Remember Vicky Donor? The 2012 hit that surprised us all? The three reasons for its success were Anshuman Khurana's dreamy eyes (and yes, I'm counting that as two reasons), and the film's pointedly unusual subject matter. Sperm donation in India has been hushed into a corner along with other things that we don't particularly enjoy talking about. And while Vicky Donor helped us get the conversation started, our continuing reluctance to talk about it, makes this already sticky business far more exposed to even more stickiness.
The sperm donation industry in India - supposed to be bound by regulations and expert supervision - is, to a large extent, characterised by its disregard for the rules and possibly even exploitation of both, the recipients of the sperm, as well as the donors.
It would appear that the name of the sperm donation game is 'quantity over quality'. Who cares about collecting the healthiest specimen when average samples end up playing the same game?
Undoubtedly, there are fertility clinics in bigger cities whose collections are expertly monitored with each sample undergoing rigorous testing before being sold to clients at premium prices. But for smaller clinics, its a whole other story - one of lower expectations as well as lower prices.
The hopeful parents coming to these clinics are looking to conceive a healthy child above all else. And therefore they may not care about the rigorous vetting and testing that getting sperm from a 6 ft. tall IIT graduate would involve. But that's not to say the vetting and testing is unimportant.
You'd be shocked just how many underage boys see sperm donation as a way to make an easy buck. And just how many sperm banks actually allow it.
Too many sperm banks are comfortable bending the rules when collecting samples from donors. The guidelines laid out by the Indian Council of Medical Research, for ethical sample collection dictate sticking to a minimum donor age of 21 years, thoroughly checking the donor's educational and professional qualifications, medical history, family history. They demand monitoring the donor's current habits to eliminate possibilities of substance abuse, and keeping the donor's identity hidden at all times.
And yes, these guidelines - especially the one about the donor's age - are flouted more often than you'd have thought. A large number of underage boys are continually drawn by the lure of getting paid for what they see as practically no work. And at the meagre rate of ₹500 to ₹1500 per deposit, several banks around the country go ahead and allow it.

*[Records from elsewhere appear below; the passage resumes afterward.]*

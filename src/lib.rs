//! Tyre strategy engine: lap and stint extraction from exported telemetry,
//! per-compound degradation fitting, pre-race plan search and a live pit
//! window recommendation.

pub mod config;
pub mod data;
pub mod error;
pub mod laps;
pub mod live;
pub mod model;
pub mod persist;
pub mod stints;
pub mod strategy;

pub use config::StrategyConfig;
pub use data::{load_session_csv, read_session, LapTimeValue, Sample};
pub use error::{Result, StrategyError};
pub use laps::{
    build_lap_summary, collect_practice_laps, detect_pit_events, summarize_session, LapRecord,
};
pub use live::{live_pit_recommendation, LiveOptions, LiveRecommendation, RaceState};
pub use model::{fit_degradation_model, stint_time, DegradationModel, ModelSet};
pub use persist::{load_model_record, save_model_record, ModelRecord};
pub use stints::{build_stints, fia_compliance_check, ComplianceReport, Stint};
pub use strategy::{enumerate_plans, Plan, PlanConstraints, PlannedStint};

Even if you set aside the ways in which disregarding the ICMR's guidelines endangers the health of young boys, sperm donation in India is now a market of blatant exploitation. It's not only exploiting unassuming couples hoping to have a child using certified healthy sperm, but also putting the identities of youngsters with a less-than-adequate understanding of this very sensitive process, at risk.
Let's fight the social stigma that clouds over sperm donation. So the easy money and illegal means that sneakily characterise this market, someday soon, no longer do.